**Problem**
Within the data below, tally the lines that contain "DirectorySelector" and state only the total.

**Data shown**
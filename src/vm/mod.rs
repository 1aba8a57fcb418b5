//! The execution engine.
//!
//! This module implements the machine model:
//! - four integer registers A, B, C, D
//! - a comparator set by `cmp` and read by conditional jumps
//! - a call stack of return locations for `call`/`ret`
//! - a dispatcher stepping through a loaded program

pub mod registers;
pub mod comparator;
pub mod stack;
pub mod instruction;
pub mod execute;

pub use registers::{Register, RegisterFile};
pub use comparator::Comparator;
pub use stack::{CallStack, Frame};
pub use instruction::{Instruction, Operand, Condition, OperandError};
pub use execute::{Machine, MachineError, MachineState, EndKind, Step, Effect};
//! 批量预测 - 流程层
//!
//! 把一张表的所有文本交给分类器，限制同时进行的请求数，
//! 并按输入顺序返回结果。
//!
//! 流程：
//! 1. 每条文本一个任务，任务携带自己的行号
//! 2. 任务先拿信号量许可，再调用分类器
//! 3. 按完成顺序收集结果，写入预先分配好的槽位
//! 4. 任务异常结束时该槽位保持为空结果，其余任务不受影响

use crate::clients::Classifier;
use crate::models::Prediction;
use crate::utils::{EventSink, PipelineEvent};
use futures::stream::{FuturesUnordered, StreamExt};
use std::sync::Arc;
use tokio::sync::Semaphore;
use tracing::debug;

/// 批量预测器
pub struct BatchPredictor {
    classifier: Arc<dyn Classifier>,
    max_concurrent: usize,
    sink: Arc<dyn EventSink>,
}

impl BatchPredictor {
    /// 创建批量预测器，`max_concurrent` 至少为 1
    pub fn new(
        classifier: Arc<dyn Classifier>,
        max_concurrent: usize,
        sink: Arc<dyn EventSink>,
    ) -> Self {
        Self {
            classifier,
            max_concurrent: max_concurrent.max(1),
            sink,
        }
    }

    pub fn max_concurrent(&self) -> usize {
        self.max_concurrent
    }

    /// 对所有文本进行分类
    ///
    /// 返回值与 `texts` 等长，第 i 个结果对应第 i 条文本。
    /// 不支持中途取消，所有请求都会跑完或各自超时。
    pub async fn predict_all(&self, texts: Vec<String>) -> Vec<Prediction> {
        let total = texts.len();
        debug!("开始批量分类: {} 条文本, 并发上限 {}", total, self.max_concurrent);

        let semaphore = Arc::new(Semaphore::new(self.max_concurrent));
        let mut pending = FuturesUnordered::new();

        for (index, text) in texts.into_iter().enumerate() {
            let classifier = Arc::clone(&self.classifier);
            let semaphore = Arc::clone(&semaphore);

            let handle = tokio::spawn(async move {
                let _permit = semaphore
                    .acquire_owned()
                    .await
                    .map_err(|e| e.to_string())?;
                Ok::<_, String>(classifier.classify(&text).await)
            });

            pending.push(async move { (index, handle.await) });
        }

        let mut slots = vec![Prediction::absent(); total];
        let mut completed = 0;

        while let Some((index, joined)) = pending.next().await {
            let failure = match joined {
                Ok(Ok(prediction)) => {
                    slots[index] = prediction;
                    None
                }
                Ok(Err(e)) => Some(e),
                Err(e) => Some(e.to_string()),
            };

            if let Some(error) = failure {
                self.sink.emit(PipelineEvent::WorkerFailed { index, error });
            }

            completed += 1;
            self.sink.emit(PipelineEvent::Progress { completed, total });
        }

        slots
    }
}
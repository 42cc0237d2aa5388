//! 输入文件选择
//!
//! 返回零个或多个本地文件路径；返回空列表是正常结果。

use std::path::PathBuf;
use tracing::{info, warn};

/// 文件选择能力
pub trait FileSelector {
    fn select_input_paths(&self) -> Vec<PathBuf>;
}

/// 直接使用给定的路径列表（命令行参数）
#[derive(Debug, Clone, Default)]
pub struct PathListSelector {
    paths: Vec<PathBuf>,
}

impl PathListSelector {
    pub fn new(paths: Vec<PathBuf>) -> Self {
        Self { paths }
    }
}

impl FileSelector for PathListSelector {
    fn select_input_paths(&self) -> Vec<PathBuf> {
        self.paths.clone()
    }
}

/// 选择文件夹下所有 CSV 文件（不递归）
#[derive(Debug, Clone)]
pub struct DirectorySelector {
    folder: PathBuf,
}

impl DirectorySelector {
    pub fn new(folder: impl Into<PathBuf>) -> Self {
        Self {
            folder: folder.into(),
        }
    }
}

impl FileSelector for DirectorySelector {
    fn select_input_paths(&self) -> Vec<PathBuf> {
        let entries = match std::fs::read_dir(&self.folder) {
            Ok(entries) => entries,
            Err(e) => {
                warn!("⚠️ 无法读取文件夹 {}: {}", self.folder.display(), e);
                return Vec::new();
            }
        };

        let mut paths: Vec<PathBuf> = entries
            .filter_map(|entry| entry.ok().map(|e| e.path()))
            .filter(|path| {
                path.is_file()
                    && path
                        .extension()
                        .and_then(|s| s.to_str())
                        .is_some_and(|ext| ext.eq_ignore_ascii_case("csv"))
            })
            .collect();
        paths.sort();

        info!(
            "📁 在 {} 中找到 {} 个 CSV 文件",
            self.folder.display(),
            paths.len()
        );
        paths
    }
}
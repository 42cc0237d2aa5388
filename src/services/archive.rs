//! 打包服务
//!
//! 把输出目录里的所有文件（递归、去掉目录层级）压缩成一个 zip

use crate::error::ArchiveError;
use std::collections::HashSet;
use std::fs::File;
use std::path::{Path, PathBuf};
use tracing::warn;
use zip::write::SimpleFileOptions;
use zip::{CompressionMethod, ZipWriter};

/// 打包目录，返回写入的文件数
///
/// 条目名只保留文件名，按名称排序；同名文件只保留第一个。
pub fn create_archive(source_dir: &Path, archive_path: &Path) -> Result<usize, ArchiveError> {
    let mut files = Vec::new();
    collect_files(source_dir, &mut files)?;
    files.sort_by(|a, b| a.file_name().cmp(&b.file_name()).then_with(|| a.cmp(b)));

    let out = File::create(archive_path)
        .map_err(|e| ArchiveError::io(archive_path.display().to_string(), e))?;
    let mut zip = ZipWriter::new(out);
    let options = SimpleFileOptions::default().compression_method(CompressionMethod::Deflated);

    let mut seen = HashSet::new();
    for path in &files {
        let name = path
            .file_name()
            .unwrap_or_default()
            .to_string_lossy()
            .to_string();
        if !seen.insert(name.clone()) {
            warn!("⚠️ 压缩包中已存在同名文件，跳过: {}", path.display());
            continue;
        }

        zip.start_file(name, options)?;
        let mut src =
            File::open(path).map_err(|e| ArchiveError::io(path.display().to_string(), e))?;
        std::io::copy(&mut src, &mut zip)
            .map_err(|e| ArchiveError::io(path.display().to_string(), e))?;
    }

    zip.finish()?;
    Ok(seen.len())
}

fn collect_files(dir: &Path, files: &mut Vec<PathBuf>) -> Result<(), ArchiveError> {
    let entries =
        std::fs::read_dir(dir).map_err(|e| ArchiveError::io(dir.display().to_string(), e))?;

    for entry in entries {
        let entry = entry.map_err(|e| ArchiveError::io(dir.display().to_string(), e))?;
        let path = entry.path();
        if path.is_dir() {
            collect_files(&path, files)?;
        } else {
            files.push(path);
        }
    }
    Ok(())
}
//! 日志初始化

use tracing_subscriber::{fmt, layer::SubscriberExt, util::SubscriberInitExt, EnvFilter};

/// 初始化控制台日志
///
/// 默认级别为 info，可通过 `RUST_LOG` 覆盖。重复调用不会报错。
pub fn init() {
    let env_filter = EnvFilter::try_from_default_env().unwrap_or_else(|_| EnvFilter::new("info"));

    let console_layer = fmt::layer()
        .with_writer(std::io::stderr)
        .with_target(false);

    let _ = tracing_subscriber::registry()
        .with(env_filter)
        .with(console_layer)
        .try_init();
}
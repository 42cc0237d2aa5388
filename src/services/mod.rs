pub mod archive;
pub mod file_selector;
pub mod table_io;

pub use archive::create_archive;
pub use file_selector::{DirectorySelector, FileSelector, PathListSelector};
pub use table_io::{read_table, to_csv_bytes, write_table};
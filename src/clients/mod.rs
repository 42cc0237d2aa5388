pub mod detector_client;

pub use detector_client::{Classifier, DetectorClient};
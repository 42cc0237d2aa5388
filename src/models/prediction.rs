//! 分类结果

/// 一次成功的分类
#[derive(Debug, Clone, PartialEq)]
pub struct Verdict {
    /// 服务返回的标签，原样保留
    pub label: String,
    /// 置信度，保证是有限浮点数
    pub confidence: f64,
}

/// 单条文本的分类结果
///
/// 标签和置信度要么同时存在，要么同时缺失。
#[derive(Debug, Clone, PartialEq, Default)]
pub struct Prediction {
    verdict: Option<Verdict>,
}

impl Prediction {
    /// 成功的分类结果；非有限的置信度视为失败
    pub fn scored(label: impl Into<String>, confidence: f64) -> Self {
        if !confidence.is_finite() {
            return Self::absent();
        }
        Self {
            verdict: Some(Verdict {
                label: label.into(),
                confidence,
            }),
        }
    }

    /// 失败的分类结果
    pub fn absent() -> Self {
        Self { verdict: None }
    }

    pub fn label(&self) -> Option<&str> {
        self.verdict.as_ref().map(|v| v.label.as_str())
    }

    pub fn confidence(&self) -> Option<f64> {
        self.verdict.as_ref().map(|v| v.confidence)
    }

    pub fn is_absent(&self) -> bool {
        self.verdict.is_none()
    }
}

**Expected answer**
4